:: PROVIDED DATA ::

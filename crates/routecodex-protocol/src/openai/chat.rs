//! OpenAI Chat Completions wire shapes. This is also the canonical in-gateway
//! form for chat-style routes.

use serde::{Deserialize, Serialize};
use serde_json::{Map, Value};

#[derive(Debug, Clone, Copy, PartialEq, Eq, Serialize, Deserialize)]
#[serde(rename_all = "snake_case")]
pub enum ChatRole {
    System,
    Developer,
    User,
    Assistant,
    Tool,
    #[serde(other)]
    Other,
}

/// Message content: plain text or an array of typed parts. Parts stay open
/// JSON; only `text` and `image_url` parts are interpreted by the gateway.
#[derive(Debug, Clone, PartialEq, Serialize, Deserialize)]
#[serde(untagged)]
pub enum ChatContent {
    Text(String),
    Parts(Vec<Value>),
}

impl ChatContent {
    /// Concatenated text of all textual parts.
    pub fn joined_text(&self) -> String {
        match self {
            ChatContent::Text(text) => text.clone(),
            ChatContent::Parts(parts) => parts
                .iter()
                .filter_map(part_text)
                .collect::<Vec<_>>()
                .join(""),
        }
    }

    pub fn has_image_parts(&self) -> bool {
        match self {
            ChatContent::Text(_) => false,
            ChatContent::Parts(parts) => parts.iter().any(|part| {
                matches!(
                    part.get("type").and_then(Value::as_str),
                    Some("image_url") | Some("input_image")
                )
            }),
        }
    }
}

pub fn part_text(part: &Value) -> Option<String> {
    match part.get("type").and_then(Value::as_str) {
        Some("text") | Some("input_text") | Some("output_text") => part
            .get("text")
            .and_then(Value::as_str)
            .map(|text| text.to_string()),
        _ => None,
    }
}

#[derive(Debug, Clone, PartialEq, Serialize, Deserialize)]
pub struct FunctionCall {
    #[serde(default)]
    pub name: String,
    /// JSON-encoded arguments string, as on the wire.
    #[serde(default)]
    pub arguments: String,
}

#[derive(Debug, Clone, PartialEq, Serialize, Deserialize)]
pub struct ToolCall {
    #[serde(skip_serializing_if = "Option::is_none")]
    pub id: Option<String>,
    #[serde(rename = "type", skip_serializing_if = "Option::is_none")]
    pub kind: Option<String>,
    pub function: FunctionCall,
    #[serde(flatten)]
    pub extra: Map<String, Value>,
}

impl ToolCall {
    pub fn function(id: impl Into<String>, name: impl Into<String>, arguments: String) -> Self {
        Self {
            id: Some(id.into()),
            kind: Some("function".to_string()),
            function: FunctionCall {
                name: name.into(),
                arguments,
            },
            extra: Map::new(),
        }
    }
}

#[derive(Debug, Clone, PartialEq, Serialize, Deserialize)]
pub struct FunctionDefinition {
    pub name: String,
    #[serde(skip_serializing_if = "Option::is_none")]
    pub description: Option<String>,
    #[serde(skip_serializing_if = "Option::is_none")]
    pub parameters: Option<Value>,
    #[serde(skip_serializing_if = "Option::is_none")]
    pub strict: Option<bool>,
}

#[derive(Debug, Clone, PartialEq, Serialize, Deserialize)]
pub struct ToolDefinition {
    #[serde(rename = "type", default = "default_tool_type")]
    pub kind: String,
    pub function: FunctionDefinition,
    #[serde(flatten)]
    pub extra: Map<String, Value>,
}

fn default_tool_type() -> String {
    "function".to_string()
}

#[derive(Debug, Clone, PartialEq, Serialize, Deserialize)]
pub struct ChatMessage {
    pub role: ChatRole,
    #[serde(default, skip_serializing_if = "Option::is_none")]
    pub content: Option<ChatContent>,
    #[serde(skip_serializing_if = "Option::is_none")]
    pub tool_calls: Option<Vec<ToolCall>>,
    /// Correlates a `tool` role reply with the call that produced it.
    #[serde(skip_serializing_if = "Option::is_none")]
    pub tool_call_id: Option<String>,
    #[serde(skip_serializing_if = "Option::is_none")]
    pub reasoning_content: Option<String>,
    #[serde(skip_serializing_if = "Option::is_none")]
    pub name: Option<String>,
    #[serde(flatten)]
    pub extra: Map<String, Value>,
}

impl ChatMessage {
    pub fn text(role: ChatRole, content: impl Into<String>) -> Self {
        Self {
            role,
            content: Some(ChatContent::Text(content.into())),
            tool_calls: None,
            tool_call_id: None,
            reasoning_content: None,
            name: None,
            extra: Map::new(),
        }
    }

    pub fn tool_reply(tool_call_id: impl Into<String>, output: impl Into<String>) -> Self {
        Self {
            role: ChatRole::Tool,
            content: Some(ChatContent::Text(output.into())),
            tool_calls: None,
            tool_call_id: Some(tool_call_id.into()),
            reasoning_content: None,
            name: None,
            extra: Map::new(),
        }
    }
}

#[derive(Debug, Clone, PartialEq, Serialize, Deserialize)]
pub struct ChatCompletionRequest {
    pub model: String,
    pub messages: Vec<ChatMessage>,
    #[serde(skip_serializing_if = "Option::is_none")]
    pub tools: Option<Vec<ToolDefinition>>,
    #[serde(skip_serializing_if = "Option::is_none")]
    pub tool_choice: Option<Value>,
    #[serde(skip_serializing_if = "Option::is_none")]
    pub stream: Option<bool>,
    #[serde(skip_serializing_if = "Option::is_none")]
    pub max_tokens: Option<u64>,
    #[serde(skip_serializing_if = "Option::is_none")]
    pub temperature: Option<f64>,
    #[serde(skip_serializing_if = "Option::is_none")]
    pub top_p: Option<f64>,
    #[serde(skip_serializing_if = "Option::is_none")]
    pub stop: Option<Value>,
    #[serde(skip_serializing_if = "Option::is_none")]
    pub response_format: Option<Value>,
    #[serde(flatten)]
    pub extra: Map<String, Value>,
}

impl ChatCompletionRequest {
    pub fn is_stream(&self) -> bool {
        self.stream.unwrap_or(false)
    }
}

#[derive(Debug, Clone, PartialEq, Serialize, Deserialize)]
pub struct ChatResponseMessage {
    pub role: ChatRole,
    #[serde(default)]
    pub content: Option<String>,
    #[serde(skip_serializing_if = "Option::is_none")]
    pub reasoning_content: Option<String>,
    #[serde(skip_serializing_if = "Option::is_none")]
    pub tool_calls: Option<Vec<ToolCall>>,
    #[serde(flatten)]
    pub extra: Map<String, Value>,
}

#[derive(Debug, Clone, PartialEq, Serialize, Deserialize)]
pub struct ChatChoice {
    pub index: i64,
    pub message: ChatResponseMessage,
    #[serde(default)]
    pub finish_reason: Option<String>,
    #[serde(flatten)]
    pub extra: Map<String, Value>,
}

#[derive(Debug, Clone, PartialEq, Serialize, Deserialize)]
pub struct ChatCompletionResponse {
    pub id: String,
    #[serde(default = "default_chat_object")]
    pub object: String,
    #[serde(default)]
    pub created: i64,
    pub model: String,
    pub choices: Vec<ChatChoice>,
    #[serde(skip_serializing_if = "Option::is_none")]
    pub usage: Option<Value>,
    #[serde(flatten)]
    pub extra: Map<String, Value>,
}

fn default_chat_object() -> String {
    "chat.completion".to_string()
}

#[derive(Debug, Clone, Default, PartialEq, Serialize, Deserialize)]
pub struct ToolCallChunkFunction {
    #[serde(skip_serializing_if = "Option::is_none")]
    pub name: Option<String>,
    #[serde(skip_serializing_if = "Option::is_none")]
    pub arguments: Option<String>,
}

#[derive(Debug, Clone, PartialEq, Serialize, Deserialize)]
pub struct ToolCallChunk {
    #[serde(default)]
    pub index: i64,
    #[serde(skip_serializing_if = "Option::is_none")]
    pub id: Option<String>,
    #[serde(rename = "type", skip_serializing_if = "Option::is_none")]
    pub kind: Option<String>,
    #[serde(skip_serializing_if = "Option::is_none")]
    pub function: Option<ToolCallChunkFunction>,
}

#[derive(Debug, Clone, Default, PartialEq, Serialize, Deserialize)]
pub struct ChatDelta {
    #[serde(skip_serializing_if = "Option::is_none")]
    pub role: Option<ChatRole>,
    #[serde(skip_serializing_if = "Option::is_none")]
    pub content: Option<String>,
    #[serde(skip_serializing_if = "Option::is_none")]
    pub reasoning_content: Option<String>,
    #[serde(skip_serializing_if = "Option::is_none")]
    pub tool_calls: Option<Vec<ToolCallChunk>>,
    #[serde(flatten)]
    pub extra: Map<String, Value>,
}

#[derive(Debug, Clone, PartialEq, Serialize, Deserialize)]
pub struct ChatChunkChoice {
    pub index: i64,
    pub delta: ChatDelta,
    #[serde(default)]
    pub finish_reason: Option<String>,
}

#[derive(Debug, Clone, PartialEq, Serialize, Deserialize)]
pub struct ChatCompletionChunk {
    pub id: String,
    #[serde(default = "default_chunk_object")]
    pub object: String,
    #[serde(default)]
    pub created: i64,
    pub model: String,
    pub choices: Vec<ChatChunkChoice>,
    #[serde(skip_serializing_if = "Option::is_none")]
    pub usage: Option<Value>,
    #[serde(flatten)]
    pub extra: Map<String, Value>,
}

fn default_chunk_object() -> String {
    "chat.completion.chunk".to_string()
}

impl ChatCompletionChunk {
    pub fn empty(id: impl Into<String>, model: impl Into<String>, created: i64) -> Self {
        Self {
            id: id.into(),
            object: default_chunk_object(),
            created,
            model: model.into(),
            choices: Vec::new(),
            usage: None,
            extra: Map::new(),
        }
    }
}

#[cfg(test)]
mod tests {
    use super::*;
    use serde_json::json;

    #[test]
    fn unknown_request_fields_survive_round_trip() {
        let raw = json!({
            "model": "glm-4.6",
            "messages": [{"role": "user", "content": "ping"}],
            "stream": false,
            "do_sample": true,
        });
        let request: ChatCompletionRequest = serde_json::from_value(raw).unwrap();
        assert_eq!(request.extra.get("do_sample"), Some(&Value::Bool(true)));
        let back = serde_json::to_value(&request).unwrap();
        assert_eq!(back["do_sample"], Value::Bool(true));
    }

    #[test]
    fn content_parts_detect_images() {
        let content = ChatContent::Parts(vec![
            json!({"type": "text", "text": "what is this"}),
            json!({"type": "image_url", "image_url": {"url": "data:image/png;base64,AA=="}}),
        ]);
        assert!(content.has_image_parts());
        assert_eq!(content.joined_text(), "what is this");
    }

    #[test]
    fn unknown_role_parses_as_other() {
        let message: ChatMessage =
            serde_json::from_value(json!({"role": "critic", "content": "x"})).unwrap();
        assert_eq!(message.role, ChatRole::Other);
    }
}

:::

[TASK DESCRIPTION]:
Look through the data above and return each line where the string "wire" occurs.

[EXERCISE OUTPUT]:
//! OpenAI Chat Completions wire shapes. This is also the canonical in-gateway
    /// JSON-encoded arguments string, as on the wire.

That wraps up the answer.